Indeed. Eighty-three-year-old George Rowley, once an animator for Walt Disney movies--including “Snow White,” “Bambi” and “Pinocchio"--said he has been to Europe, including Scandinavia, four times. His date, Jean Brokaw--mother of NBC news anchor Tom Brokaw--said she has been to Europe twice.

Judging from the camaraderie of the 400 party-goers, however, it was more than wanderlust that brought them together.

“It’s Leisure World,” said Brokaw, whose husband died 2 years after the couple moved to the community in 1980. “I love everything about the place. And it’s George Rowley. I joined the club because George was my friend and he belonged.”

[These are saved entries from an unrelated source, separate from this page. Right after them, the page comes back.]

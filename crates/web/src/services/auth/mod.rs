//! Authentication service.
//!
//! [`AuthService`] talks to the identity store (password sign-in, sign-up and
//! profile lookup). [`AuthSession`] binds it to one browser session and tracks
//! the signed-in state.

mod error;
mod session;

pub use error::AuthError;
pub use session::{AuthSession, SessionState};

use std::sync::Arc;

use argon2::{
    Argon2,
    password_hash::{PasswordHash, PasswordHasher, PasswordVerifier, SaltString, rand_core::OsRng},
};

use civic_pulse_core::{CurrentUser, Email, Profile, UserId};

use crate::db::{RepositoryError, UserStore};

/// Minimum password length.
const MIN_PASSWORD_LENGTH: usize = 8;

/// Maximum display name length, in characters.
const MAX_NAME_LENGTH: usize = 100;

/// Authentication service.
#[derive(Clone)]
pub struct AuthService {
    users: Arc<dyn UserStore>,
}

impl AuthService {
    #[must_use]
    pub fn new(users: Arc<dyn UserStore>) -> Self {
        Self { users }
    }

    /// Register a new citizen account.
    ///
    /// # Errors
    ///
    /// Returns `AuthError::InvalidName` for a blank or overlong name,
    /// `AuthError::InvalidEmail` for a malformed email,
    /// `AuthError::WeakPassword` if the password is too short, and
    /// `AuthError::UserAlreadyExists` if the email is already registered.
    pub async fn register(
        &self,
        name: &str,
        email: &str,
        password: &str,
    ) -> Result<CurrentUser, AuthError> {
        let name = validate_name(name)?;
        let email = Email::parse(email)?;
        validate_password(password)?;

        let password_hash = hash_password(password)?;

        let user = self
            .users
            .create_user(&email, name, &password_hash)
            .await
            .map_err(|e| match e {
                RepositoryError::Conflict(_) => AuthError::UserAlreadyExists,
                other => AuthError::Repository(other),
            })?;

        tracing::info!(user_id = %user.id, "User registered");
        Ok(user.into())
    }

    /// Login with email and password.
    ///
    /// The profile is looked up after the password check. When that lookup
    /// fails or finds nothing, the user is still signed in with a profile
    /// derived from the email address.
    ///
    /// # Errors
    ///
    /// Returns `AuthError::InvalidCredentials` if the email/password is wrong.
    pub async fn login(&self, email: &str, password: &str) -> Result<CurrentUser, AuthError> {
        let email = Email::parse(email)?;

        let credentials = self
            .users
            .find_credentials(&email)
            .await?
            .ok_or(AuthError::InvalidCredentials)?;

        verify_password(password, &credentials.password_hash)?;

        let profile = self
            .load_profile(credentials.user_id, &credentials.email)
            .await;
        Ok(CurrentUser::new(credentials.user_id, credentials.email, profile))
    }

    async fn load_profile(&self, user_id: UserId, email: &Email) -> Profile {
        match self.users.get_profile(user_id).await {
            Ok(Some(profile)) => profile,
            Ok(None) => {
                tracing::warn!(%user_id, "No profile found, using fallback profile");
                Profile::fallback_for(email)
            }
            Err(e) => {
                tracing::warn!(%user_id, error = %e, "Profile lookup failed, using fallback profile");
                Profile::fallback_for(email)
            }
        }
    }
}

/// Validate a display name, returning it trimmed.
fn validate_name(name: &str) -> Result<&str, AuthError> {
    let name = name.trim();
    if name.is_empty() {
        return Err(AuthError::InvalidName("Please enter your name".to_owned()));
    }
    if name.chars().count() > MAX_NAME_LENGTH {
        return Err(AuthError::InvalidName(format!(
            "Name must be at most {MAX_NAME_LENGTH} characters"
        )));
    }
    Ok(name)
}

/// Validate password meets requirements.
fn validate_password(password: &str) -> Result<(), AuthError> {
    if password.chars().count() < MIN_PASSWORD_LENGTH {
        return Err(AuthError::WeakPassword(format!(
            "Password must be at least {MIN_PASSWORD_LENGTH} characters"
        )));
    }
    Ok(())
}

/// Hash a password using Argon2id.
///
/// # Errors
///
/// Returns `AuthError::PasswordHash` if hashing fails.
pub fn hash_password(password: &str) -> Result<String, AuthError> {
    let salt = SaltString::generate(&mut OsRng);

    Argon2::default()
        .hash_password(password.as_bytes(), &salt)
        .map(|hash| hash.to_string())
        .map_err(|_| AuthError::PasswordHash)
}

/// Verify a password against a hash.
fn verify_password(password: &str, hash: &str) -> Result<(), AuthError> {
    let parsed_hash = PasswordHash::new(hash).map_err(|_| AuthError::InvalidCredentials)?;

    Argon2::default()
        .verify_password(password.as_bytes(), &parsed_hash)
        .map_err(|_| AuthError::InvalidCredentials)
}
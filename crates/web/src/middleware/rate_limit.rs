//! Rate limiting for the sign-in and sign-up forms, using governor and
//! `tower_governor`.

use std::net::IpAddr;
use std::sync::Arc;

use axum::http::Request;
use governor::clock::QuantaInstant;
use governor::middleware::NoOpMiddleware;
use tower_governor::{GovernorError, GovernorLayer, governor::GovernorConfigBuilder};

/// Proxy headers that may carry the real client address, most trusted first.
const CLIENT_IP_HEADERS: &[&str] = &["x-forwarded-for", "x-real-ip"];

/// Key extractor that reads the client IP from proxy headers, falling back
/// to the socket peer address.
#[derive(Clone, Copy)]
pub struct ClientIpKeyExtractor;

impl tower_governor::key_extractor::KeyExtractor for ClientIpKeyExtractor {
    type Key = IpAddr;

    fn extract<T>(&self, req: &Request<T>) -> Result<Self::Key, GovernorError> {
        let headers = req.headers();

        for name in CLIENT_IP_HEADERS {
            let ip = headers
                .get(*name)
                .and_then(|v| v.to_str().ok())
                .and_then(|s| s.split(',').next())
                .and_then(|s| s.trim().parse::<IpAddr>().ok());
            if let Some(ip) = ip {
                return Ok(ip);
            }
        }

        req.extensions()
            .get::<axum::extract::ConnectInfo<std::net::SocketAddr>>()
            .map(|info| info.0.ip())
            .ok_or(GovernorError::UnableToExtractKey)
    }
}

/// Rate limiter layer type for Axum.
pub type RateLimiterLayer =
    GovernorLayer<ClientIpKeyExtractor, NoOpMiddleware<QuantaInstant>, axum::body::Body>;

/// About ten attempts a minute per IP: one token every 6 seconds, burst of 5.
///
/// # Panics
///
/// Does not panic; `per_second(6)` and `burst_size(5)` are always accepted
/// by `GovernorConfigBuilder`.
#[must_use]
pub fn auth_rate_limiter() -> RateLimiterLayer {
    let config = GovernorConfigBuilder::default()
        .key_extractor(ClientIpKeyExtractor)
        .per_second(6)
        .burst_size(5)
        .finish()
        .expect("rate limiter config with per_second(6) and burst_size(5) is valid");
    GovernorLayer::new(Arc::new(config))
}
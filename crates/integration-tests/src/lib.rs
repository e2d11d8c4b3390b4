//! Integration tests for Civic Pulse.
//!
//! The full router is driven in-process with `tower::ServiceExt::oneshot`,
//! over in-memory stores and a memory session store. No database or network
//! is needed:
//!
//! ```bash
//! cargo test -p civic-pulse-integration-tests
//! ```
//!
//! [`TestApp`] owns the router and the stores behind it, so tests can act
//! over HTTP and then inspect the stored state directly.

#![allow(clippy::missing_panics_doc, clippy::unwrap_used)]

use std::sync::Arc;

use axum::Router;
use axum::body::{Body, to_bytes};
use axum::http::{Request, Response, StatusCode, header};
use tempfile::TempDir;
use tower::ServiceExt;
use tower_sessions::MemoryStore;

use civic_pulse_core::{Issue, IssueId};
use civic_pulse_web::config::WebConfig;
use civic_pulse_web::db::seed::seed_demo_data;
use civic_pulse_web::db::{IssueStore, MemoryIssueStore, MemoryUserStore};
use civic_pulse_web::middleware::create_memory_session_layer;
use civic_pulse_web::middleware::session::SESSION_COOKIE_NAME;
use civic_pulse_web::services::auth::hash_password;
use civic_pulse_web::services::storage::MemoryObjectStorage;
use civic_pulse_web::state::AppState;

/// Password of every seeded demo account.
pub const DEMO_PASSWORD: &str = "demo-password";

/// Seeded demo accounts.
pub const CITIZEN_EMAIL: &str = "jane@civicpulse.test";
pub const ADMIN_EMAIL: &str = "admin@civicpulse.test";

/// Multipart boundary used by [`multipart_body`].
pub const BOUNDARY: &str = "civic-pulse-test-boundary";

pub struct TestApp {
    pub router: Router,
    pub users: Arc<MemoryUserStore>,
    pub issues: Arc<MemoryIssueStore>,
    pub storage: Arc<MemoryObjectStorage>,
    _uploads: TempDir,
}

impl TestApp {
    /// App over empty stores.
    pub fn new() -> Self {
        let uploads = tempfile::tempdir().unwrap();
        let config = WebConfig::local(uploads.path());

        let users = Arc::new(MemoryUserStore::new());
        let issues = Arc::new(MemoryIssueStore::new());
        let storage = Arc::new(MemoryObjectStorage::new());

        let session_layer = create_memory_session_layer(&config);
        let state = AppState::from_parts(config, users.clone(), issues.clone(), storage.clone());
        let router = civic_pulse_web::app::<MemoryStore>(state, session_layer, None);

        Self {
            router,
            users,
            issues,
            storage,
            _uploads: uploads,
        }
    }

    /// App over the demo data; every account uses [`DEMO_PASSWORD`].
    pub async fn seeded() -> Self {
        let app = Self::new();
        let hash = hash_password(DEMO_PASSWORD).unwrap();
        seed_demo_data(app.users.as_ref(), app.issues.as_ref(), &hash)
            .await
            .unwrap();
        app
    }

    pub async fn send(&self, request: Request<Body>) -> Response<Body> {
        self.router.clone().oneshot(request).await.unwrap()
    }

    pub async fn get(&self, uri: &str, cookie: Option<&str>) -> Response<Body> {
        let mut builder = Request::builder().uri(uri);
        if let Some(cookie) = cookie {
            builder = builder.header(header::COOKIE, cookie);
        }
        self.send(builder.body(Body::empty()).unwrap()).await
    }

    pub async fn post_form(&self, uri: &str, form: &str, cookie: Option<&str>) -> Response<Body> {
        let mut builder = Request::builder()
            .method("POST")
            .uri(uri)
            .header(header::CONTENT_TYPE, "application/x-www-form-urlencoded");
        if let Some(cookie) = cookie {
            builder = builder.header(header::COOKIE, cookie);
        }
        self.send(builder.body(Body::from(form.to_owned())).unwrap())
            .await
    }

    pub async fn post_multipart(&self, uri: &str, body: Vec<u8>, cookie: &str) -> Response<Body> {
        let request = Request::builder()
            .method("POST")
            .uri(uri)
            .header(
                header::CONTENT_TYPE,
                format!("multipart/form-data; boundary={BOUNDARY}"),
            )
            .header(header::COOKIE, cookie)
            .body(Body::from(body))
            .unwrap();
        self.send(request).await
    }

    /// Sign in through the form and return the session cookie.
    pub async fn login(&self, email: &str, password: &str) -> String {
        let response = self
            .post_form(
                "/auth/login",
                &format!("email={}&password={password}", email.replace('@', "%40")),
                None,
            )
            .await;
        assert_eq!(response.status(), StatusCode::SEE_OTHER, "login failed for {email}");
        session_cookie(&response).expect("login sets a session cookie")
    }

    pub async fn issue(&self, id: i32) -> Issue {
        self.issues.get(IssueId::new(id)).await.unwrap().unwrap()
    }
}

impl Default for TestApp {
    fn default() -> Self {
        Self::new()
    }
}

/// `name=value` of the session cookie set by `response`, if any.
pub fn session_cookie(response: &Response<Body>) -> Option<String> {
    response
        .headers()
        .get_all(header::SET_COOKIE)
        .iter()
        .filter_map(|v| v.to_str().ok())
        .filter_map(|v| v.split(';').next())
        .find(|pair| pair.starts_with(&format!("{SESSION_COOKIE_NAME}=")))
        .map(str::to_owned)
}

/// Redirect target of `response`.
pub fn location(response: &Response<Body>) -> &str {
    response
        .headers()
        .get(header::LOCATION)
        .and_then(|v| v.to_str().ok())
        .unwrap_or_default()
}

pub async fn body_text(response: Response<Body>) -> String {
    let bytes = to_bytes(response.into_body(), usize::MAX).await.unwrap();
    String::from_utf8(bytes.to_vec()).unwrap()
}

pub async fn body_json(response: Response<Body>) -> serde_json::Value {
    let bytes = to_bytes(response.into_body(), usize::MAX).await.unwrap();
    serde_json::from_slice(&bytes).unwrap()
}

/// A part of a multipart form.
pub enum Part<'a> {
    Text(&'a str, &'a str),
    File {
        name: &'a str,
        file_name: &'a str,
        content_type: &'a str,
        data: &'a [u8],
    },
}

/// Encode `parts` as `multipart/form-data` with [`BOUNDARY`].
pub fn multipart_body(parts: &[Part<'_>]) -> Vec<u8> {
    let mut body = Vec::new();
    for part in parts {
        body.extend_from_slice(format!("--{BOUNDARY}\r\n").as_bytes());
        match part {
            Part::Text(name, value) => {
                body.extend_from_slice(
                    format!("Content-Disposition: form-data; name=\"{name}\"\r\n\r\n{value}\r\n")
                        .as_bytes(),
                );
            }
            Part::File {
                name,
                file_name,
                content_type,
                data,
            } => {
                body.extend_from_slice(
                    format!(
                        "Content-Disposition: form-data; name=\"{name}\"; filename=\"{file_name}\"\r\n\
                         Content-Type: {content_type}\r\n\r\n"
                    )
                    .as_bytes(),
                );
                body.extend_from_slice(data);
                body.extend_from_slice(b"\r\n");
            }
        }
    }
    body.extend_from_slice(format!("--{BOUNDARY}--\r\n").as_bytes());
    body
}
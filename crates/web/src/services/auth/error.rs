//! Authentication error types.

use thiserror::Error;

use crate::db::RepositoryError;

/// Errors that can occur during authentication operations.
#[derive(Debug, Error)]
pub enum AuthError {
    /// Invalid email format.
    #[error("invalid email: {0}")]
    InvalidEmail(#[from] civic_pulse_core::EmailError),

    /// Display name missing or too long.
    #[error("invalid name: {0}")]
    InvalidName(String),

    /// Invalid credentials (wrong password or unknown email).
    #[error("invalid credentials")]
    InvalidCredentials,

    /// User already exists.
    #[error("user already exists")]
    UserAlreadyExists,

    /// Password too weak or invalid.
    #[error("password validation failed: {0}")]
    WeakPassword(String),

    /// The session store could not be read or written.
    #[error("session error: {0}")]
    Session(#[from] tower_sessions::session::Error),

    /// Repository/database error.
    #[error("database error: {0}")]
    Repository(#[from] RepositoryError),

    /// Password hashing error.
    #[error("password hashing error")]
    PasswordHash,
}

impl AuthError {
    /// Message safe to show on a form.
    #[must_use]
    pub fn user_message(&self) -> String {
        match self {
            Self::InvalidEmail(_) => "Please enter a valid email address".to_owned(),
            Self::InvalidName(msg) | Self::WeakPassword(msg) => msg.clone(),
            Self::InvalidCredentials => "Invalid email or password".to_owned(),
            Self::UserAlreadyExists => "An account with this email already exists".to_owned(),
            Self::Session(_) | Self::Repository(_) | Self::PasswordHash => {
                "Something went wrong, please try again".to_owned()
            }
        }
    }
}
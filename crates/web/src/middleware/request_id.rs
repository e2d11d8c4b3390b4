//! Request ID middleware for request tracing and correlation.

use axum::{extract::Request, http::HeaderValue, middleware::Next, response::Response};
use tracing::Span;
use uuid::Uuid;

/// The HTTP header name for request IDs.
pub const REQUEST_ID_HEADER: &str = "x-request-id";

/// Ensure every request carries an ID.
///
/// An upstream `x-request-id` is kept; otherwise a UUID v4 is generated. The
/// ID is recorded on the current span, tagged on the Sentry scope and echoed
/// in the response headers.
pub async fn request_id_middleware(request: Request, next: Next) -> Response {
    let request_id = request
        .headers()
        .get(REQUEST_ID_HEADER)
        .and_then(|h| h.to_str().ok())
        .filter(|id| !id.is_empty())
        .map_or_else(|| Uuid::new_v4().to_string(), String::from);

    Span::current().record("request_id", &request_id);

    sentry::configure_scope(|scope| {
        scope.set_tag("request_id", &request_id);
    });

    let mut response = next.run(request).await;

    if let Ok(value) = HeaderValue::from_str(&request_id) {
        response.headers_mut().insert(REQUEST_ID_HEADER, value);
    }

    response
}
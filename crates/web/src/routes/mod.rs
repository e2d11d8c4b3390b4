//! HTTP route handlers.
//!
//! # Route Structure
//!
//! ```text
//! GET  /                       - Landing page
//!
//! # Auth
//! GET  /auth/login             - Login page
//! POST /auth/login             - Login action (rate limited)
//! GET  /auth/register          - Register page
//! POST /auth/register          - Register action (rate limited)
//! POST /auth/logout            - Logout action
//!
//! # Citizens (requires auth)
//! GET  /dashboard              - Search and filter all issues
//! GET  /report                 - Report form
//! POST /report                 - Submit a report (multipart)
//! GET  /issues/{id}            - Issue detail with comments
//! POST /issues/{id}/upvote     - Toggle the caller's upvote
//! POST /issues/{id}/comments   - Add a comment
//!
//! # Admin (requires admin role)
//! GET  /admin                  - Statistics and triage table
//! POST /admin/issues/{id}/status - Set status
//! POST /admin/issues/{id}/assign - Set or clear assignee
//!
//! # JSON API (requires auth)
//! GET  /api/issues             - Filtered issues for the map
//! GET  /api/issues/{id}        - One issue
//! ```

pub mod admin;
pub mod api;
pub mod auth;
pub mod dashboard;
pub mod home;
pub mod issues;
pub mod report;
mod views;

pub use views::{IssueCard, Layout};

use axum::{
    Router,
    extract::DefaultBodyLimit,
    routing::{get, post},
};

use crate::middleware::rate_limit::RateLimiterLayer;
use crate::state::AppState;

/// Largest request body accepted by `POST /report`.
///
/// Above the image limit, so oversized photos reach form validation.
pub const REPORT_BODY_LIMIT: usize = 8 * 1024 * 1024;

/// Create the auth routes router. The limiter guards only the POST actions.
pub fn auth_routes(limiter: Option<RateLimiterLayer>) -> Router<AppState> {
    let mut router = Router::new()
        .route("/login", post(auth::login))
        .route("/register", post(auth::register));
    if let Some(limiter) = limiter {
        router = router.route_layer(limiter);
    }

    router
        .route("/login", get(auth::login_page))
        .route("/register", get(auth::register_page))
        .route("/logout", post(auth::logout))
}

/// Create the issue routes router.
pub fn issue_routes() -> Router<AppState> {
    Router::new()
        .route("/{id}", get(issues::show))
        .route("/{id}/upvote", post(issues::upvote))
        .route("/{id}/comments", post(issues::comment))
}

/// Create the admin routes router.
pub fn admin_routes() -> Router<AppState> {
    Router::new()
        .route("/", get(admin::index))
        .route("/issues/{id}/status", post(admin::update_status))
        .route("/issues/{id}/assign", post(admin::assign))
}

/// Create the JSON API routes router.
pub fn api_routes() -> Router<AppState> {
    Router::new()
        .route("/issues", get(api::list_issues))
        .route("/issues/{id}", get(api::get_issue))
}

/// Create all page and API routes.
pub fn routes(limiter: Option<RateLimiterLayer>) -> Router<AppState> {
    Router::new()
        .route("/", get(home::home))
        .route("/dashboard", get(dashboard::index))
        .route(
            "/report",
            get(report::form)
                .post(report::submit)
                .layer(DefaultBodyLimit::max(REPORT_BODY_LIMIT)),
        )
        .nest("/auth", auth_routes(limiter))
        .nest("/issues", issue_routes())
        .nest("/admin", admin_routes())
        .nest("/api", api_routes())
}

(Neither Brokaw nor Rowley, a Leisure World resident since 1970, deny that the couple are “an item.” “He has a terrific sense of humor, and he’s a real gentleman,” Brokaw said, gazing up at the lanky, dinner-jacket-clad Rowley. “He’s very nice and very handsome.”


(“Jean is wonderful company--a very special person,” said Rowley, gazing down at silver-haired Brokaw, resplendent in cornflower-blue chiffon. “She’s good-looking and very popular. So there you are!”)

After moving through a reception line, Brokaw and Rowley settled down with fellow travelers to enjoy fruit salad, chicken and the dreamy concert by Korda.

The crowd was a biographer’s dream. For example, consider Olive Leonard. The 91-year-old musician once played background piano for the silent movie version of “Ben Hur.” “I put the chariot race to music,” said Leonard, who, according to Rowley, “plays piano for just about every club in Leisure World.”

“You had to sit in this pit and play as the action unfolded right under your nose,” Leonard said.

And consider Dr. Tracy E. Strevey. The tall, gray and handsome 87-year-old (who looks 20 years younger) is editing the 25-year history of Leisure World, scheduled for publication in June. “I’m editing the book and writing one of its 11 chapters,” said Strevey, once dean of letters, arts and sciences at USC.

Asked to make a wish on behalf of Leisure World’s next 25 years, Strevey said: “I wish it to continue, as much as possible, like it is--with the wonderful kind of people here who have made it a wonderful and unique retirement center.”

The secret to his vigorous longevity (“I shoot my age in golf,” he noted): “Keep active, busy. Use your mind. Become involved.”

A sterling party for the golden years: A dinner-dance and keynote address by Art Linkletter will formally launch Leisure World’s 25th anniversary celebration Saturday night.


Also on the agenda of the 6 p.m. event in Clubhouse 5: a salute to Leisure World founder Ross Cortese and five of the community’s original residents--Lucille Beller, Hazel Watson, Margaret Archer, Kathleen Harper and Nancy Young.

When Linkletter speaks to the 350 seniors who are expected to attend the party, he will zero in on the life style that Leisure World affords them.

One of the bonuses for the more than 20,000 residents of Leisure World is the opportunity to continue to make friends, Linkletter says.

“Constant companionship is available to the inhabitants of Leisure World. If seniors don’t make new friends, they put themselves in a constricting circle. They need to be able to meet people, look to the future and know they won’t have to spend it alone.”

Linkletter says he gives hundreds of lectures annually. And he likes to tell his listeners: “The important thing is to make the best of the way things have turned out for you and not sit around wishing they’d been different. You have to live life to the fullest every day in order to be happy.”